Five mathematicians have captured a record number of congruent numbers, resolving the first trillion cases of an ancient mathematics problem concerning the areas of right-angled triangles.

The surprisingly difficult problem involves determining which whole numbers can be the area of a right-angled triangle whose sides are whole numbers or fractions. The area of such a triangle is called a congruent number. For example, the well-known 3-4-5 right triangle has integer sides and area 6, so 6 is a congruent number. The smallest congruent number is 5, which is the area of the right triangle with sides 3/2, 20/3, and 41/6.

The team used advanced computer techniques for multiplying and storing enormous numbers to accomplish the feat.

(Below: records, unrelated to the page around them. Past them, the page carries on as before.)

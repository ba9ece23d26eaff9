//! B-spline basis functions and their derivatives.
//!
//! Values come from the triangular (de Boor) recurrence localized to the
//! knot span containing the parameter: only the `p + 1` functions that can
//! be non-zero there are computed, in `O(p²)` regardless of the number of
//! control points. Repeated knots of any multiplicity are handled by
//! treating `0 / 0` terms as zero.

use crate::{CurveError, KnotEnd, KnotVector, Result};
use smallvec::{SmallVec, smallvec};

type Scratch = SmallVec<[f64; 8]>;

/// Relative slack allowed outside the knot range by [`BasisEvaluator::evaluate`].
const DOMAIN_EPSILON: f64 = 1e-9;

/// Non-zero basis values (or derivative coefficients) on one knot span.
///
/// `values[i]` multiplies control point `first + i`.
#[derive(Debug, Clone, Copy, PartialEq)]
pub struct BasisSpan<'a> {
    /// Index of the first control point with a non-zero weight.
    pub first: usize,
    /// Weights for control points `first..first + values.len()`.
    pub values: &'a [f64],
}

impl BasisSpan<'_> {
    /// Expand into a dense vector of `count` weights, one per control point.
    #[must_use]
    pub fn dense(&self, count: usize) -> Vec<f64> {
        let mut all = vec![0.0; count];
        for (i, &v) in self.values.iter().enumerate() {
            if let Some(slot) = all.get_mut(self.first + i) {
                *slot = v;
            }
        }
        all
    }

    /// Weighted sum `Σ values[i] * points[first + i]`.
    #[must_use]
    pub fn combine(&self, points: &[crate::Point]) -> crate::Point {
        let dim = points.first().map_or(0, |p| p.len());
        let mut acc = crate::Point::zeros(dim);
        for (i, &w) in self.values.iter().enumerate() {
            if w != 0.0 {
                acc.axpy(w, &points[self.first + i], 1.0);
            }
        }
        acc
    }
}

/// Evaluates basis functions with reusable scratch space.
///
/// Scratch lives inline (no heap) for up to 8 weights. An evaluator is cheap to
/// create; curves make one per call so they can be shared across threads.
///
/// # Example
///
/// ```
/// use curve_eval::{BasisEvaluator, KnotVector};
///
/// let knots = KnotVector::clamped(4, 3).unwrap();
/// let mut basis = BasisEvaluator::new();
/// let span = basis.evaluate(&knots, 0.5).unwrap();
/// let sum: f64 = span.values.iter().sum();
/// assert!((sum - 1.0).abs() < 1e-12);
/// ```
#[derive(Debug, Clone, Default)]
pub struct BasisEvaluator {
    values: Scratch,
    left: Scratch,
    right: Scratch,
    work: Scratch,
}

impl BasisEvaluator {
    /// Create an evaluator with empty scratch.
    #[must_use]
    pub fn new() -> Self {
        Self::default()
    }

    /// Basis values at `t`, failing if `t` is outside the knot range.
    ///
    /// Parameters inside the knot range but outside the domain use the
    /// nearest non-empty span.
    ///
    /// # Errors
    ///
    /// Returns [`CurveError::InvalidParameter`] if `t` lies outside
    /// `[knots[0], knots[last]]` by more than a small relative epsilon, or
    /// is NaN.
    pub fn evaluate(&mut self, knots: &KnotVector, t: f64) -> Result<BasisSpan<'_>> {
        check_parameter(knots, t)?;
        Ok(self.derivative_at_span(knots, knots.find_span(t), t, 0))
    }

    /// Basis values at `t` after clamping `t` to the curve domain.
    pub fn evaluate_clamped(&mut self, knots: &KnotVector, t: f64) -> BasisSpan<'_> {
        let u = clamp_to_domain(knots, t);
        self.derivative_at_span(knots, knots.find_span(u), u, 0)
    }

    /// Coefficients of the `order`-th derivative at `t` (clamped to the domain).
    ///
    /// For order 1 these are
    /// `d·N[j,d-1]/(u[j+d]-u[j]) - d·N[j+1,d-1]/(u[j+d+1]-u[j+1])`, with any
    /// term over a zero-length knot interval dropped. Orders above the degree
    /// are identically zero.
    pub fn derivative_clamped(&mut self, knots: &KnotVector, t: f64, order: usize) -> BasisSpan<'_> {
        let u = clamp_to_domain(knots, t);
        self.derivative_at_span(knots, knots.find_span(u), u, order)
    }

    fn derivative_at_span(
        &mut self,
        knots: &KnotVector,
        span: usize,
        u: f64,
        order: usize,
    ) -> BasisSpan<'_> {
        let p = knots.degree();
        let first = span - p;

        if order > p {
            self.values = smallvec![0.0; p + 1];
            return BasisSpan {
                first,
                values: &self.values,
            };
        }

        if order == 0 {
            if let Some(end) = clamped_endpoint(knots, u) {
                self.values = smallvec![0.0; p + 1];
                match end {
                    KnotEnd::Start => self.values[0] = 1.0,
                    KnotEnd::End => self.values[p] = 1.0,
                }
                return BasisSpan {
                    first,
                    values: &self.values,
                };
            }
        }

        // Lower-degree values N[span-q..=span, q], then raise to degree p
        let q = p - order;
        self.triangle(knots.as_slice(), span, u, q);

        let k = knots.as_slice();
        for level in (q + 1)..=p {
            // self.values holds level - 1 functions starting at span - (level - 1)
            let lower = std::mem::take(&mut self.values);
            self.work.clear();
            let offset = span - level;
            let factor = level as f64;
            for j in offset..=span {
                // N[j, level-1] lives at lower[j - (offset + 1)] when in range
                let a = if j > offset { lower[j - offset - 1] } else { 0.0 };
                let b = if j < span { lower[j - offset] } else { 0.0 };
                let da = k[j + level] - k[j];
                let db = k[j + level + 1] - k[j + 1];
                let ta = if da > 0.0 { a / da } else { 0.0 };
                let tb = if db > 0.0 { b / db } else { 0.0 };
                self.work.push(factor * (ta - tb));
            }
            self.values = lower;
            std::mem::swap(&mut self.values, &mut self.work);
        }

        BasisSpan {
            first,
            values: &self.values,
        }
    }

    /// Fill `values[0..=q]` with `N[span-q+i, q](u)`.
    fn triangle(&mut self, k: &[f64], span: usize, u: f64, q: usize) {
        self.values.clear();
        self.values.resize(q + 1, 0.0);
        self.left.clear();
        self.left.resize(q + 1, 0.0);
        self.right.clear();
        self.right.resize(q + 1, 0.0);

        self.values[0] = 1.0;

        for j in 1..=q {
            self.left[j] = u - k[span + 1 - j];
            self.right[j] = k[span + j] - u;

            let mut saved = 0.0;
            for r in 0..j {
                let denom = self.right[r + 1] + self.left[j - r];
                // 0/0 from repeated knots is zero; NaN falls through and propagates
                if denom.abs() <= 1e-15 {
                    self.values[r] = saved;
                    saved = 0.0;
                } else {
                    let temp = self.values[r] / denom;
                    self.values[r] = saved + self.right[r + 1] * temp;
                    saved = self.left[j - r] * temp;
                }
            }
            self.values[j] = saved;
        }
    }
}

fn check_parameter(knots: &KnotVector, t: f64) -> Result<()> {
    let k = knots.as_slice();
    let (min, max) = (k[0], k[k.len() - 1]);
    let slack = DOMAIN_EPSILON * (max - min).max(1.0);
    if t.is_nan() || t < min - slack || t > max + slack {
        return Err(CurveError::InvalidParameter { t, min, max });
    }
    Ok(())
}

/// NaN passes through and yields NaN weights.
fn clamp_to_domain(knots: &KnotVector, t: f64) -> f64 {
    let (start, end) = knots.domain();
    t.clamp(start, end)
}

/// Which clamped end `u` sits on, if any.
fn clamped_endpoint(knots: &KnotVector, u: f64) -> Option<KnotEnd> {
    let (start, end) = knots.domain();
    if u <= start && knots.is_clamped_at(KnotEnd::Start) {
        Some(KnotEnd::Start)
    } else if u >= end && knots.is_clamped_at(KnotEnd::End) {
        Some(KnotEnd::End)
    } else {
        None
    }
}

"The difficult part was developing a fast general library of computer code for doing these kinds of calculations," observed Bill Hart (University of Warwick). "Once we had that, it didn't take long to write the specialized program."

Hart and Gonzalo Tornaria (Universidad de la Republica, in Uruguay) used the computer Selmer at the University of Warwick. Mark Watkins (University of Sydney), David Harvey (New York University), and Robert Bradshaw (University of Washington, in Seattle) used the computer Sage at the University of Washington.

"Old problems like this may seem obscure," noted Brian Conrey, director of the American Institute of Mathematics, "but they generate a lot of interesting and useful research as people develop new ways to attack them."

"A few years ago we combined ideas from number theory and physics to predict how congruent numbers behave statistically," mathematician Michael Rubinstein (University of Waterloo) said. "I was very pleased to see that our prediction was quite accurate."

The mathematicians' paper is titled "Congruent Number Theta Coefficients to 10^12."

Source: American Institute of Mathematics, Sept. 22, 2009; ScienceNow, Sept. 23, 2009.